─── EXERCISE INPUT ───
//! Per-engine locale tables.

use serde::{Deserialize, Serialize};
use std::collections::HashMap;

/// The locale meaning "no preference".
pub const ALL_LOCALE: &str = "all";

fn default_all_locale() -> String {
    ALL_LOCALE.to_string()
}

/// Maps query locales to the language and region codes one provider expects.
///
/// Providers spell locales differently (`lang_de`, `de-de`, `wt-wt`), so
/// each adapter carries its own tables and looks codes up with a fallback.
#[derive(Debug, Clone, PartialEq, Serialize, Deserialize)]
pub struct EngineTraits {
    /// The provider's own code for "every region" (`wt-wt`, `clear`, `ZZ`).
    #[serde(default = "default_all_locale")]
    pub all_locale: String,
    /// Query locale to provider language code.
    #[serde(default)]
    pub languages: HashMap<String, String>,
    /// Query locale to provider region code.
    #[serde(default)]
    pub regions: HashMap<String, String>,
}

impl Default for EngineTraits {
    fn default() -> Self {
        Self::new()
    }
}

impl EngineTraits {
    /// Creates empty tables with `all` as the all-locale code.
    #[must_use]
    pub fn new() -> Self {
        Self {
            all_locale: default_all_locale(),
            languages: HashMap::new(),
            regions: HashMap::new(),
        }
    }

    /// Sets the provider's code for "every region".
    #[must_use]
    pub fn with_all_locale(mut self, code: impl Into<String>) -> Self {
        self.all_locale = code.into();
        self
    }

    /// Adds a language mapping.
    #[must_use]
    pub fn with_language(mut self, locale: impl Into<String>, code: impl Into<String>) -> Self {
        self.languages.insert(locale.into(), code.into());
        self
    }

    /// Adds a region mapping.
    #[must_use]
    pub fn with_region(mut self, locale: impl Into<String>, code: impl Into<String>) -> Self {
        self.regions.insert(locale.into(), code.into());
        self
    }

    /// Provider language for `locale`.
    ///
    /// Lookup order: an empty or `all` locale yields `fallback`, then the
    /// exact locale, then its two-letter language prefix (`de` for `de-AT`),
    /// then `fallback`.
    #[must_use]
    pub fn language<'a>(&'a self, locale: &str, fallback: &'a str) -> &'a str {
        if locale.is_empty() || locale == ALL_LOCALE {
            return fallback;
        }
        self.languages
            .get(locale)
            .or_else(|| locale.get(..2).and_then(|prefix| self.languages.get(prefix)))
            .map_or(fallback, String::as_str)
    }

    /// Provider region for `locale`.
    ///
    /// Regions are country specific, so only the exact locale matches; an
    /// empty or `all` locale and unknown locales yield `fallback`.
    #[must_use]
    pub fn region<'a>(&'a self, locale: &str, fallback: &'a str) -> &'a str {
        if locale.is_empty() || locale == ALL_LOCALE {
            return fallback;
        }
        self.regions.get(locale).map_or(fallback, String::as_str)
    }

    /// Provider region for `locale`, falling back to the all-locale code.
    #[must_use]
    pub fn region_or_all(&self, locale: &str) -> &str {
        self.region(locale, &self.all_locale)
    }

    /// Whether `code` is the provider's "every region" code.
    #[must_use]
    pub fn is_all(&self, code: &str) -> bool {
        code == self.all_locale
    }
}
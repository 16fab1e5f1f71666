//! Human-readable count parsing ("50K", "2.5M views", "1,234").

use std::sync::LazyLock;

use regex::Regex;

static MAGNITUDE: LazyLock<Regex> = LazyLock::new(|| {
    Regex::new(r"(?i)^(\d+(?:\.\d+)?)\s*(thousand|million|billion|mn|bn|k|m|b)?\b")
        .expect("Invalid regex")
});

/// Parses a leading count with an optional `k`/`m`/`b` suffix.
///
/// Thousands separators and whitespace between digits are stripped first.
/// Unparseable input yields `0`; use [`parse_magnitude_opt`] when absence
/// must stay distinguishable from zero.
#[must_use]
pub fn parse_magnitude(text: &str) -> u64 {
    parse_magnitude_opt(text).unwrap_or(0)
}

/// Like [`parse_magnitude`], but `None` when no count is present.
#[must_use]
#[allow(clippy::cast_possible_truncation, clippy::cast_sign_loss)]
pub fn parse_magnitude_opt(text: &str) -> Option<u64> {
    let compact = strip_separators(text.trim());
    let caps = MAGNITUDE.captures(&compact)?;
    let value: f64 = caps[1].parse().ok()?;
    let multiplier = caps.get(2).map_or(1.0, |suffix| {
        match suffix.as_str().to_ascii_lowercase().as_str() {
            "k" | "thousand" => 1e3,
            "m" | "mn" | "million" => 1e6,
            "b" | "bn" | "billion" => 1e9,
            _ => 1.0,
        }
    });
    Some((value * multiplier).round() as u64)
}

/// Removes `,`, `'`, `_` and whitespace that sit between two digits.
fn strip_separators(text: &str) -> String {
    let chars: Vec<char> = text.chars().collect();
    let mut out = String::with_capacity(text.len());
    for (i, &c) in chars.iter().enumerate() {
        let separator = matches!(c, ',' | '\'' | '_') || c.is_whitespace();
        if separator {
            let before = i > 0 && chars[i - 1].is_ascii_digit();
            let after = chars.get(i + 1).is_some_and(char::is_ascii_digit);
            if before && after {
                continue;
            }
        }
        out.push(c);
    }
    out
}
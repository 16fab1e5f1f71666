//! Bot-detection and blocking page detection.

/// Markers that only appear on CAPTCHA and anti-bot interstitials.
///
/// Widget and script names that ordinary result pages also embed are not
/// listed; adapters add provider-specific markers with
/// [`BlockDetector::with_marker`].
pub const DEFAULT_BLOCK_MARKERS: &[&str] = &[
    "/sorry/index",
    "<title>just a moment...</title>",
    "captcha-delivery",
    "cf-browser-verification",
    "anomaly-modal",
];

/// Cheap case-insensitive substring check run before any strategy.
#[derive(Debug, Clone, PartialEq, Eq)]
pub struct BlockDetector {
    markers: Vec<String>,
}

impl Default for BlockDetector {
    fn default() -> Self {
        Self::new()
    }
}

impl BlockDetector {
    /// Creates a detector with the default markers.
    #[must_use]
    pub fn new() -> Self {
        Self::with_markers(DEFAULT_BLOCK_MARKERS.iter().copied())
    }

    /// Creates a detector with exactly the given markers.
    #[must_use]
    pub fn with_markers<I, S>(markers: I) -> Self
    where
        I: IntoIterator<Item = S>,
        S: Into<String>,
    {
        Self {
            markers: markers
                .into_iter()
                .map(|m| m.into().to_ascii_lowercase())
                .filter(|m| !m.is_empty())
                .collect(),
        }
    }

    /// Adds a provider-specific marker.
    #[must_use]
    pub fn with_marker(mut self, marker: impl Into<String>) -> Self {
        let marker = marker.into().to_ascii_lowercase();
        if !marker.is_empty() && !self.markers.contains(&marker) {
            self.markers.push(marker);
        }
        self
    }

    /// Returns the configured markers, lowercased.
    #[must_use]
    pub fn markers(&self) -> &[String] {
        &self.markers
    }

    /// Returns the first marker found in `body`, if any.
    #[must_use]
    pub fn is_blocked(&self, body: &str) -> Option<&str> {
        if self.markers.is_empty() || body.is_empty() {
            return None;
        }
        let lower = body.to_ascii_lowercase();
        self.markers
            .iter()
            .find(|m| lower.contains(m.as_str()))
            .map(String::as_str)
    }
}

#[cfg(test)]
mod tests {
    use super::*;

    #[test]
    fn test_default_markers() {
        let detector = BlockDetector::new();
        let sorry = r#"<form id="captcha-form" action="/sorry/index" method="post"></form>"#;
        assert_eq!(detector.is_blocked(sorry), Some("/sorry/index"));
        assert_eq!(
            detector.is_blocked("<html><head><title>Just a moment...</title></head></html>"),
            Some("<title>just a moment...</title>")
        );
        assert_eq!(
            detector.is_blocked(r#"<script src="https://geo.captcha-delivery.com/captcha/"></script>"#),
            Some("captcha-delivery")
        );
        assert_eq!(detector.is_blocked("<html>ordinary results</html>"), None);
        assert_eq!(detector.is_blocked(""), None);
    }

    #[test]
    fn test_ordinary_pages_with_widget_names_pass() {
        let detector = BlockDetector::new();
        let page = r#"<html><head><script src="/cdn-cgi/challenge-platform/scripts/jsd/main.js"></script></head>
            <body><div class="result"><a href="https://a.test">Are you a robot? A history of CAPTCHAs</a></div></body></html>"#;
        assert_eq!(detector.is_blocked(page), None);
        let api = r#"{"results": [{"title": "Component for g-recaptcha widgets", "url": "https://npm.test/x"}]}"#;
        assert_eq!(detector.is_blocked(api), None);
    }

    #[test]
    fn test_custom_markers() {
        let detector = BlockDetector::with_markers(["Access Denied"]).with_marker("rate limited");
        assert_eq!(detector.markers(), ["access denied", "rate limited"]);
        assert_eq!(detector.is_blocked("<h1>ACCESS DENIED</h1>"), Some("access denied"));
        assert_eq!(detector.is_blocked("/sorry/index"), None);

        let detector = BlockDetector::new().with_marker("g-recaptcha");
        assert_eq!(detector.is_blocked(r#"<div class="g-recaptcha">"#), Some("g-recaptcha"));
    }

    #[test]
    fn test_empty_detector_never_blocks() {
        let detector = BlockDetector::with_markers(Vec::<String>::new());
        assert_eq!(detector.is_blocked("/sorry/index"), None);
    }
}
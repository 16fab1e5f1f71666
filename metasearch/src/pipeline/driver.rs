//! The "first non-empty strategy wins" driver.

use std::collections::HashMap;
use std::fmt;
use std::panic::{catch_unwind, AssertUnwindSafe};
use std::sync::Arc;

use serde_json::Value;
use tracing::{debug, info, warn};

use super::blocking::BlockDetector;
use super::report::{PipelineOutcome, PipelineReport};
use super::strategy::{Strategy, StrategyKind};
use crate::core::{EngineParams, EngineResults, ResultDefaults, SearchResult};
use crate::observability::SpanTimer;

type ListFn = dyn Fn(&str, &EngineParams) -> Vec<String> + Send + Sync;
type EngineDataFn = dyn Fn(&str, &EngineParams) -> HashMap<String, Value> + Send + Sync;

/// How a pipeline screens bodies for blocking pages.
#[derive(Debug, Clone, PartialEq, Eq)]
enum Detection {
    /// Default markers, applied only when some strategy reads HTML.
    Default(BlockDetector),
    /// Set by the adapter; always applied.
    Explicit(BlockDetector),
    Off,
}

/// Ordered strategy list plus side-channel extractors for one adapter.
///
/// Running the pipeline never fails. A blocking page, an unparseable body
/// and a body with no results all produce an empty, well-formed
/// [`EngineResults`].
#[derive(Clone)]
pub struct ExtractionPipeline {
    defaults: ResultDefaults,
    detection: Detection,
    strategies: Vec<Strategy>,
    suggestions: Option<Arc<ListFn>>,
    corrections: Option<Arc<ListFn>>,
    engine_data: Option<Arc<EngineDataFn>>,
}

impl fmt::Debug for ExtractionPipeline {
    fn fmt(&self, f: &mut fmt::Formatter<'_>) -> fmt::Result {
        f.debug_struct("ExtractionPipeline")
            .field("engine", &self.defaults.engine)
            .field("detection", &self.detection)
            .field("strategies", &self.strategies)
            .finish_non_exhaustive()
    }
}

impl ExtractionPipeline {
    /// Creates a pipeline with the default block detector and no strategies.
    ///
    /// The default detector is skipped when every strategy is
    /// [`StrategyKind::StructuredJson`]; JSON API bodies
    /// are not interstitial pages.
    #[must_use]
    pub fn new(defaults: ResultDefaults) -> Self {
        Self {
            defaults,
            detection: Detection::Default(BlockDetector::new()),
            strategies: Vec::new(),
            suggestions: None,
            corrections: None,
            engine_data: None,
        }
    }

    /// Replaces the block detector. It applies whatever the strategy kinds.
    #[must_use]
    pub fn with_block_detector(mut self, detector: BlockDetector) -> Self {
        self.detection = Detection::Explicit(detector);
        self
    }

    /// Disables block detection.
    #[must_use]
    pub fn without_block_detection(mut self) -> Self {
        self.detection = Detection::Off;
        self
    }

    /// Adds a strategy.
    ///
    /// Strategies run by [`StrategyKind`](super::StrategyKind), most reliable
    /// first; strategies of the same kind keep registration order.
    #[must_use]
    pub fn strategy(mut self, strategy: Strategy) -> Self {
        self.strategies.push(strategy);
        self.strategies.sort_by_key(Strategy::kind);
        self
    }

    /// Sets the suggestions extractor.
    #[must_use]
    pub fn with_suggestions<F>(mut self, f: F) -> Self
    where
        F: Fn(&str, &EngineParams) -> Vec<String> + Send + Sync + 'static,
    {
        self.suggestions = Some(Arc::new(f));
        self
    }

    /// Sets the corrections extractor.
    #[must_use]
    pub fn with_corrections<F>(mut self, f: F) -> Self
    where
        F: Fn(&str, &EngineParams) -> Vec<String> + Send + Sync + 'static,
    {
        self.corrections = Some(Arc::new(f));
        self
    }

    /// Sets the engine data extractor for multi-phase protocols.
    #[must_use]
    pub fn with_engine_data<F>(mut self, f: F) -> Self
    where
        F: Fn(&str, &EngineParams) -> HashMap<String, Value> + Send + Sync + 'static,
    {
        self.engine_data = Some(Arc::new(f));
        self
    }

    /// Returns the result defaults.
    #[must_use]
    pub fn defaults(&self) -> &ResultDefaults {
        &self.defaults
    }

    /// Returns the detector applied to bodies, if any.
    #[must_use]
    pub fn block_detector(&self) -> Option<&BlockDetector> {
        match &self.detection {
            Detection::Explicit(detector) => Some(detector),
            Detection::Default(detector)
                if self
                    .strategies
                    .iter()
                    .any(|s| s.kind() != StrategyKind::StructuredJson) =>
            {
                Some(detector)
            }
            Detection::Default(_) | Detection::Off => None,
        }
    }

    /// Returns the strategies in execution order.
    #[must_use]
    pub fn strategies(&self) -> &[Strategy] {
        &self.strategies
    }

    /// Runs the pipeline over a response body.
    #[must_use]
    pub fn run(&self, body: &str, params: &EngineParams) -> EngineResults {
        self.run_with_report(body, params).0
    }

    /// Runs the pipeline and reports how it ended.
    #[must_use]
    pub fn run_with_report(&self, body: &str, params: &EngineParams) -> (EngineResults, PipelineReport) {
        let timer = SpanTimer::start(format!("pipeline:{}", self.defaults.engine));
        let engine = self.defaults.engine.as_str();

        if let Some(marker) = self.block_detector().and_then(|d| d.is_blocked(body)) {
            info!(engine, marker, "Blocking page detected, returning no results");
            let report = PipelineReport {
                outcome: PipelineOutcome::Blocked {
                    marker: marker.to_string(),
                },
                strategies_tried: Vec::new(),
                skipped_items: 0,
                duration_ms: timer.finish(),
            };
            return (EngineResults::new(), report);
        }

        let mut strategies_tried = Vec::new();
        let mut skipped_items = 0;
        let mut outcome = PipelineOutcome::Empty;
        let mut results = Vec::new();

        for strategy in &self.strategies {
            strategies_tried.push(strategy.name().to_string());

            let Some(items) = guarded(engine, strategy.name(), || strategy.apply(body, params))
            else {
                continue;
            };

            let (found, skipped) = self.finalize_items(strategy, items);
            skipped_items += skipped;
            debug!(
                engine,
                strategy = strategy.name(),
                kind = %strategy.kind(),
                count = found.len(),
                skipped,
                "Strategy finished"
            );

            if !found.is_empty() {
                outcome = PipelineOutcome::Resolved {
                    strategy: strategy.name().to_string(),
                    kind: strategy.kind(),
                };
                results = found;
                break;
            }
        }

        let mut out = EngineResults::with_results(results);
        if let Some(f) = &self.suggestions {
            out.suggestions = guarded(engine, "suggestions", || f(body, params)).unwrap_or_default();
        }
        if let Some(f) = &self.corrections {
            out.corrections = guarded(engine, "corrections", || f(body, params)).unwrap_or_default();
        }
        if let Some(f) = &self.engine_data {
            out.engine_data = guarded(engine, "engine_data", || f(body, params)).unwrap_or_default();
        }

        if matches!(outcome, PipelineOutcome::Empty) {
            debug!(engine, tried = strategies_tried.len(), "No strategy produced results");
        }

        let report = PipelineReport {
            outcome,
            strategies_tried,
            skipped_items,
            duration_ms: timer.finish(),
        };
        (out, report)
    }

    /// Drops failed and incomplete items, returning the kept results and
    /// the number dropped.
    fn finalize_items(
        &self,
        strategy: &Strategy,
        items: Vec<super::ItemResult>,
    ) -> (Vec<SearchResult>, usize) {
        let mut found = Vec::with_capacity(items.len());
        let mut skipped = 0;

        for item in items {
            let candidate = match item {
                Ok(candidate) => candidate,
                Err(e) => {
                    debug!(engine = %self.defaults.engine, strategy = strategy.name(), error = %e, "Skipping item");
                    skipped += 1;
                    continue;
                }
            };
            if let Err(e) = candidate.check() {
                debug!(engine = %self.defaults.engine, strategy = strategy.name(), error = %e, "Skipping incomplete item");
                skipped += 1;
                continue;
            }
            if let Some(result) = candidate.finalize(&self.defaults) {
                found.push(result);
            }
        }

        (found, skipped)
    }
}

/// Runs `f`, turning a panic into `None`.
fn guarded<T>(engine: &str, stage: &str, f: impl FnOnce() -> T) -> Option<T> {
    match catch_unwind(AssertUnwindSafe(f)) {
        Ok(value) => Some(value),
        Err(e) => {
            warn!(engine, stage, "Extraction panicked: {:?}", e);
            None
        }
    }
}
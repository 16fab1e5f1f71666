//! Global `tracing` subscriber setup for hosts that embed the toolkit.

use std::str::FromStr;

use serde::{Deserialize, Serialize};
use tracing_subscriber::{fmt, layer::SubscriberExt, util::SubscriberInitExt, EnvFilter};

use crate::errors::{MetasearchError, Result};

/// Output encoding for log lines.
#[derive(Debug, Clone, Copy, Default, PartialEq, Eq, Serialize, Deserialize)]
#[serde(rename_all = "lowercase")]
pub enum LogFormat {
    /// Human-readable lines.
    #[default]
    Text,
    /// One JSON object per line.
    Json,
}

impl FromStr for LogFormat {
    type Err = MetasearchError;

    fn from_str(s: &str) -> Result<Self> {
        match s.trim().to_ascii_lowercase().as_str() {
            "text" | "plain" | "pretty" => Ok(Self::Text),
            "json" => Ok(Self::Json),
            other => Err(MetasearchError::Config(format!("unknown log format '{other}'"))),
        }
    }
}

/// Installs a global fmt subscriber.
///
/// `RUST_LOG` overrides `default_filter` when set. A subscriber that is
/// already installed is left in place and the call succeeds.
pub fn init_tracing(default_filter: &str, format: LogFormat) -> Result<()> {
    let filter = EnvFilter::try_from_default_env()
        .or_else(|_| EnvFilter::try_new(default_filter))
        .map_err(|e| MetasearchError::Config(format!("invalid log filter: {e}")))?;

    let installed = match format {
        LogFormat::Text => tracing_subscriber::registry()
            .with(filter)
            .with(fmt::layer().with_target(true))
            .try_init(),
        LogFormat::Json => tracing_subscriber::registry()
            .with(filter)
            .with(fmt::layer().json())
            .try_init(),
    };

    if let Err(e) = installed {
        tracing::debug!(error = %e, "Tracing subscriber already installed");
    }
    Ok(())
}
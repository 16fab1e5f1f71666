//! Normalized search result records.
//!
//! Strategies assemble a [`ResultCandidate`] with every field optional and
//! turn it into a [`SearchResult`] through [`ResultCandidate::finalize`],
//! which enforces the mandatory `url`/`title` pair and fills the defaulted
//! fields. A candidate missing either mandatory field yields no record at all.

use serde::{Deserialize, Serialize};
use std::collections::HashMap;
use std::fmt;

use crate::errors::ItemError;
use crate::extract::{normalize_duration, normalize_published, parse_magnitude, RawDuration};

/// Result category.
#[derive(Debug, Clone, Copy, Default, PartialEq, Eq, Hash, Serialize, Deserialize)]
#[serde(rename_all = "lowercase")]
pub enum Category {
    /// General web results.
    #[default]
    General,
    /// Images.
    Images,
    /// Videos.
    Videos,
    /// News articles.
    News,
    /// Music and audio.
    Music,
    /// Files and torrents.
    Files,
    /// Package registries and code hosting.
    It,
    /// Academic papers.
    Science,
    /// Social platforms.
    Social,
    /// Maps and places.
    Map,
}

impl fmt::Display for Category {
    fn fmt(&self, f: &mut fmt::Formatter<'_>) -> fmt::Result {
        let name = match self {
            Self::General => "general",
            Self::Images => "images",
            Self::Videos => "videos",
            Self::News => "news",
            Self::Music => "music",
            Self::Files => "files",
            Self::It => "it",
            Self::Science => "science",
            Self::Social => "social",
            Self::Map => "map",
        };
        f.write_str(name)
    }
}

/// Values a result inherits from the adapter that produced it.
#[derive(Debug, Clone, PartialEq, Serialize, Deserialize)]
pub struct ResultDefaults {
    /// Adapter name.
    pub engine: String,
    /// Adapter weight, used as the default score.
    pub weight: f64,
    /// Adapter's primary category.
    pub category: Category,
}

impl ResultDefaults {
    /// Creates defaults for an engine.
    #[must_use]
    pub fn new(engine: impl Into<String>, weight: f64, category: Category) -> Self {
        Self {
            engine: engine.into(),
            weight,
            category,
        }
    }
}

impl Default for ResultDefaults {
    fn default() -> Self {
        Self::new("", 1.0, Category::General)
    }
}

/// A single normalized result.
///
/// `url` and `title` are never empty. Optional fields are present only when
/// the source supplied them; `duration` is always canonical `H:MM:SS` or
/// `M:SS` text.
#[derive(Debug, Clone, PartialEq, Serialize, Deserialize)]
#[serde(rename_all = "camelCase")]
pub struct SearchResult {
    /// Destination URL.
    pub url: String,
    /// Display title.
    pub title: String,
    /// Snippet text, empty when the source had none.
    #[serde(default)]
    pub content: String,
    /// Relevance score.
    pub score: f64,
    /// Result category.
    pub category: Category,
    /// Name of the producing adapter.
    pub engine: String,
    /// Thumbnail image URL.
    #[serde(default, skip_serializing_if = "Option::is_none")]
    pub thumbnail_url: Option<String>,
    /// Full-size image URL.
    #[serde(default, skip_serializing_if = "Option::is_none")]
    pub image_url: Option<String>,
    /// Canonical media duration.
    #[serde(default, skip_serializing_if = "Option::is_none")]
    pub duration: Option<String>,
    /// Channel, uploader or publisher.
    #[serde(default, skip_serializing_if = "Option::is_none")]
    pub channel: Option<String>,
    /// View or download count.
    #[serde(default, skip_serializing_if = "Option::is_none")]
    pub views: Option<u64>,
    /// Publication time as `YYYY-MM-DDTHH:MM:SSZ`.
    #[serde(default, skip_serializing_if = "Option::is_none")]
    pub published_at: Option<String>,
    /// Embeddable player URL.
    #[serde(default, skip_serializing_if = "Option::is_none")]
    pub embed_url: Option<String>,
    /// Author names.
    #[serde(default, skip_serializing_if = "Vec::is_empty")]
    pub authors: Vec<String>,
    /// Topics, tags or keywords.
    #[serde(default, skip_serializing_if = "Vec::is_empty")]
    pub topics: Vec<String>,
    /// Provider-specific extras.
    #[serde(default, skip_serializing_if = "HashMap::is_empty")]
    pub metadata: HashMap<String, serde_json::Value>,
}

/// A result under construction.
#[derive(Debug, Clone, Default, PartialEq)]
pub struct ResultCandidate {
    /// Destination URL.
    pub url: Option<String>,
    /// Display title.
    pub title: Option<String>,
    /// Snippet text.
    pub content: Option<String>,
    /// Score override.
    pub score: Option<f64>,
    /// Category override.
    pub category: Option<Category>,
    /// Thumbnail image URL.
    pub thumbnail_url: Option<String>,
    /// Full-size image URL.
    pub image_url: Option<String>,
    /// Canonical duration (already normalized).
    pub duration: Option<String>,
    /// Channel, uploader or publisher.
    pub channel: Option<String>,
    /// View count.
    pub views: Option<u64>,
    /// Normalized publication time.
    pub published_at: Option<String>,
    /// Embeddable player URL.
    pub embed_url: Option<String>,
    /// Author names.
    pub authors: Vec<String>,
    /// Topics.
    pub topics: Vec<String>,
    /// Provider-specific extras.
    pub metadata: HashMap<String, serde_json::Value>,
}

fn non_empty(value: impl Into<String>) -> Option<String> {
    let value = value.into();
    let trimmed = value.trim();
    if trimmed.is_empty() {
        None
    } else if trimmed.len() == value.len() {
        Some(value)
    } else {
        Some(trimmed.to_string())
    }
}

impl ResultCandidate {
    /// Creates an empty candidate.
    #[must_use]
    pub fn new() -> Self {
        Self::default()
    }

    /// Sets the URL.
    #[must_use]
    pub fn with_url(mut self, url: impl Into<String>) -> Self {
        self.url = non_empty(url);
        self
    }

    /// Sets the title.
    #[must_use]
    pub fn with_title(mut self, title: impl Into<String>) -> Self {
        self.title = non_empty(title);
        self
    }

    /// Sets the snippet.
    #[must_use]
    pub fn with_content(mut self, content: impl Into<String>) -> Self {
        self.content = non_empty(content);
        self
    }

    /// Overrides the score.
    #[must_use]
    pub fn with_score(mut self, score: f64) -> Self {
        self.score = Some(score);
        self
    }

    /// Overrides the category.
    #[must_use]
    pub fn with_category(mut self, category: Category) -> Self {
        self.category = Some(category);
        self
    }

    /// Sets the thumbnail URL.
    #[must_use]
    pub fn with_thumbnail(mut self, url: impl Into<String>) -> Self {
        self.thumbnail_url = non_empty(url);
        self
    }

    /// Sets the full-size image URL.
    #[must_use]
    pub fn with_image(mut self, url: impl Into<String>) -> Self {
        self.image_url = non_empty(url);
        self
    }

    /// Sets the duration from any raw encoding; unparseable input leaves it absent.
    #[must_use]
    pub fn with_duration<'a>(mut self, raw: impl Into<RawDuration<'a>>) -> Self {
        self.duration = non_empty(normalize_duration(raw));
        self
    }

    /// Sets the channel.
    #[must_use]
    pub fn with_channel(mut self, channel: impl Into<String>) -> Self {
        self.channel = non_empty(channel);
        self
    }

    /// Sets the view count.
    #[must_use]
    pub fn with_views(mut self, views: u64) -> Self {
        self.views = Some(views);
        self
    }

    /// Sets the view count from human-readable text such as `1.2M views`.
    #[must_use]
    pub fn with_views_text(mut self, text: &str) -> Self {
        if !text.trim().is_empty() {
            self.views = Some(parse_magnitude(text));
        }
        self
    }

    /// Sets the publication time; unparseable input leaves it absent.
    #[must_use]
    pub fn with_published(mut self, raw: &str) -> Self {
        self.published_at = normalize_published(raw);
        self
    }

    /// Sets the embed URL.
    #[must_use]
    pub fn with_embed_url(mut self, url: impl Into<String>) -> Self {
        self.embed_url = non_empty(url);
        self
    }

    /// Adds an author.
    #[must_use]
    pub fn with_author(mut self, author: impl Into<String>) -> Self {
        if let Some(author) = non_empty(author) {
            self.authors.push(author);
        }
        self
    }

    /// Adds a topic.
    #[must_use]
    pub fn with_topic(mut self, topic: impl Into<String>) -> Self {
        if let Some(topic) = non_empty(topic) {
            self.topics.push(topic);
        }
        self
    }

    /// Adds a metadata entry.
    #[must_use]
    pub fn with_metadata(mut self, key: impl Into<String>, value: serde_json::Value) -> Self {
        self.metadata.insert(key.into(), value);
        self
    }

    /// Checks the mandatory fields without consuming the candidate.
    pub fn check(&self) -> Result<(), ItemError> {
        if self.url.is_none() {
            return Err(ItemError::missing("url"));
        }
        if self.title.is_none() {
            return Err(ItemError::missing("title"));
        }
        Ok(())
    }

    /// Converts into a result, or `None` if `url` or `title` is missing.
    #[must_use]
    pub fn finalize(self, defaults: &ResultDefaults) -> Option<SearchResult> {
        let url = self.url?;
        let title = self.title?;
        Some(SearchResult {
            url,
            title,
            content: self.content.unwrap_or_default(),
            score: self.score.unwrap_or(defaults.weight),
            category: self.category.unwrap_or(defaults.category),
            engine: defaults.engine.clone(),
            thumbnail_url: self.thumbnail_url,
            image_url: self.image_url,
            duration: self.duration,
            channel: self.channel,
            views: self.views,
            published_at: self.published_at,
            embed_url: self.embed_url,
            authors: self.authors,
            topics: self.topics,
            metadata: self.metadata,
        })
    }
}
───
__WHAT TO PRODUCE__. In the records, find every line that has the string "only" and copy it.

__YOUR SOLUTION__.
    /// Regions are country specific, so only the exact locale matches; an
/// Markers that only appear on CAPTCHA and anti-bot interstitials.
    /// Default markers, applied only when some strategy reads HTML.
/// `url` and `title` are never empty. Optional fields are present only when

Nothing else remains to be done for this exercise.